Dr V. Sivapalan (pic), cofounder of entrepreneurship training firm Proficeo, said that based on his involvement with Cradle’s Coach and Grow (CGP) programme these past two years, most bumiputera entrepreneurs he comes across were trying to sell their wares globally, and to private corporations.
Cradle is the funding arm of Malaysia Ministry of Finance. Its CGP is a coaching and mentoring programme funded by the Government and launched in 2011. To date, CGP has trained approximately 700 entrepreneurs.
Sivapalan said that of the 700 entrepreneurs in the CGP, about 40% of them are bumiputera.
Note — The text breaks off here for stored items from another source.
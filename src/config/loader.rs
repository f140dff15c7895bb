//! Configuration loading from disk.

use std::fs;
use std::path::Path;
use thiserror::Error;

use crate::config::schema::ServiceConfig;
use crate::config::validation::{validate_config, ValidationError};

/// Error type for configuration loading.
#[derive(Debug, Error)]
pub enum ConfigError {
    #[error("IO error: {0}")]
    Io(#[from] std::io::Error),

    #[error("Parse error: {0}")]
    Parse(#[from] toml::de::Error),

    #[error("Validation failed: {}", join_errors(.0))]
    Validation(Vec<ValidationError>),
}

fn join_errors(errors: &[ValidationError]) -> String {
    errors
        .iter()
        .map(ToString::to_string)
        .collect::<Vec<_>>()
        .join(", ")
}

/// Read and deserialize a TOML file without semantic checks.
///
/// Callers that patch the result (CLI overrides) validate afterwards.
pub fn parse_config(path: &Path) -> Result<ServiceConfig, ConfigError> {
    let content = fs::read_to_string(path)?;
    Ok(toml::from_str(&content)?)
}

/// Load and validate configuration from a TOML file.
pub fn load_config(path: &Path) -> Result<ServiceConfig, ConfigError> {
    let config = parse_config(path)?;
    validate_config(&config).map_err(ConfigError::Validation)?;

    tracing::debug!(path = %path.display(), "Configuration file loaded");
    Ok(config)
}
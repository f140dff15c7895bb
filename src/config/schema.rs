//! Configuration schema definitions.
//!
//! All types derive Serde traits for deserialization from config files.

use serde::{Deserialize, Serialize};

/// Root configuration for the user service.
#[derive(Debug, Clone, Deserialize, Serialize, Default)]
#[serde(default)]
pub struct ServiceConfig {
    /// Listener configuration (bind address).
    pub listener: ListenerConfig,

    /// Timeout configuration.
    pub timeouts: TimeoutConfig,

    /// Request size limits.
    pub limits: LimitsConfig,

    /// Logging settings.
    pub observability: ObservabilityConfig,
}

/// Listener configuration.
#[derive(Debug, Clone, Deserialize, Serialize)]
#[serde(default)]
pub struct ListenerConfig {
    /// Bind address (e.g., "0.0.0.0:8080").
    pub bind_address: String,
}

impl Default for ListenerConfig {
    fn default() -> Self {
        Self {
            bind_address: "0.0.0.0:8080".to_string(),
        }
    }
}

#[derive(Debug, Clone, Deserialize, Serialize)]
#[serde(default)]
pub struct TimeoutConfig {
    /// Request timeout (total time for request/response) in seconds.
    pub request_secs: u64,
}

impl Default for TimeoutConfig {
    fn default() -> Self {
        Self { request_secs: 30 }
    }
}

#[derive(Debug, Clone, Deserialize, Serialize)]
#[serde(default)]
pub struct LimitsConfig {
    /// Maximum request body size in bytes.
    pub max_body_size: usize,
}

impl Default for LimitsConfig {
    fn default() -> Self {
        Self {
            max_body_size: 64 * 1024, // 64KB
        }
    }
}

/// Log output format.
#[derive(Debug, Clone, Copy, PartialEq, Eq, Deserialize, Serialize, Default)]
#[serde(rename_all = "lowercase")]
pub enum LogFormat {
    /// Human-readable, for development.
    #[default]
    Pretty,
    /// One JSON object per event, for log aggregation.
    Json,
}

/// Observability configuration.
#[derive(Debug, Clone, Deserialize, Serialize)]
#[serde(default)]
pub struct ObservabilityConfig {
    /// Log level (trace, debug, info, warn, error).
    pub log_level: String,

    pub log_format: LogFormat,
}

impl Default for ObservabilityConfig {
    fn default() -> Self {
        Self {
            log_level: "info".to_string(),
            log_format: LogFormat::Pretty,
        }
    }
}

#[cfg(test)]
mod tests {
    use super::*;

    #[test]
    fn test_defaults() {
        let config = ServiceConfig::default();
        assert_eq!(config.listener.bind_address, "0.0.0.0:8080");
        assert_eq!(config.timeouts.request_secs, 30);
        assert_eq!(config.observability.log_format, LogFormat::Pretty);
    }

    #[test]
    fn test_partial_toml_keeps_defaults() {
        let config: ServiceConfig = toml::from_str(
            r#"
            [listener]
            bind_address = "127.0.0.1:9000"

            [observability]
            log_format = "json"
            "#,
        )
        .unwrap();

        assert_eq!(config.listener.bind_address, "127.0.0.1:9000");
        assert_eq!(config.observability.log_format, LogFormat::Json);
        assert_eq!(config.observability.log_level, "info");
        assert_eq!(config.limits.max_body_size, 64 * 1024);
    }

    #[test]
    fn test_unknown_log_format_rejected() {
        let result: Result<ServiceConfig, _> = toml::from_str(
            r#"
            [observability]
            log_format = "xml"
            "#,
        );
        assert!(result.is_err());
    }
}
Acknowledging that in the early days, bumiputera entrepreneurs might have been looking for deals from the government or GLCs, he said that this was no longer the case today.
“What we see in the CGP are very good, capable people, bumiputera or otherwise,” said Sivapalan. “They are very hungry, they work hard and they are not dependent on selling to the Government.”
Sivapalan also argued that there are differences between true bumiputera entrepreneurs and those he termed ‘pseudo entrepreneurs.’
“The former are actually people who have invested to create a company, hire staff, create technological products and services; while the latter are those who comprise three people and who often use their connections and influence to secure projects, only then to pass it on to someone else [to implement the project]. These are not hungry entrepreneurs.”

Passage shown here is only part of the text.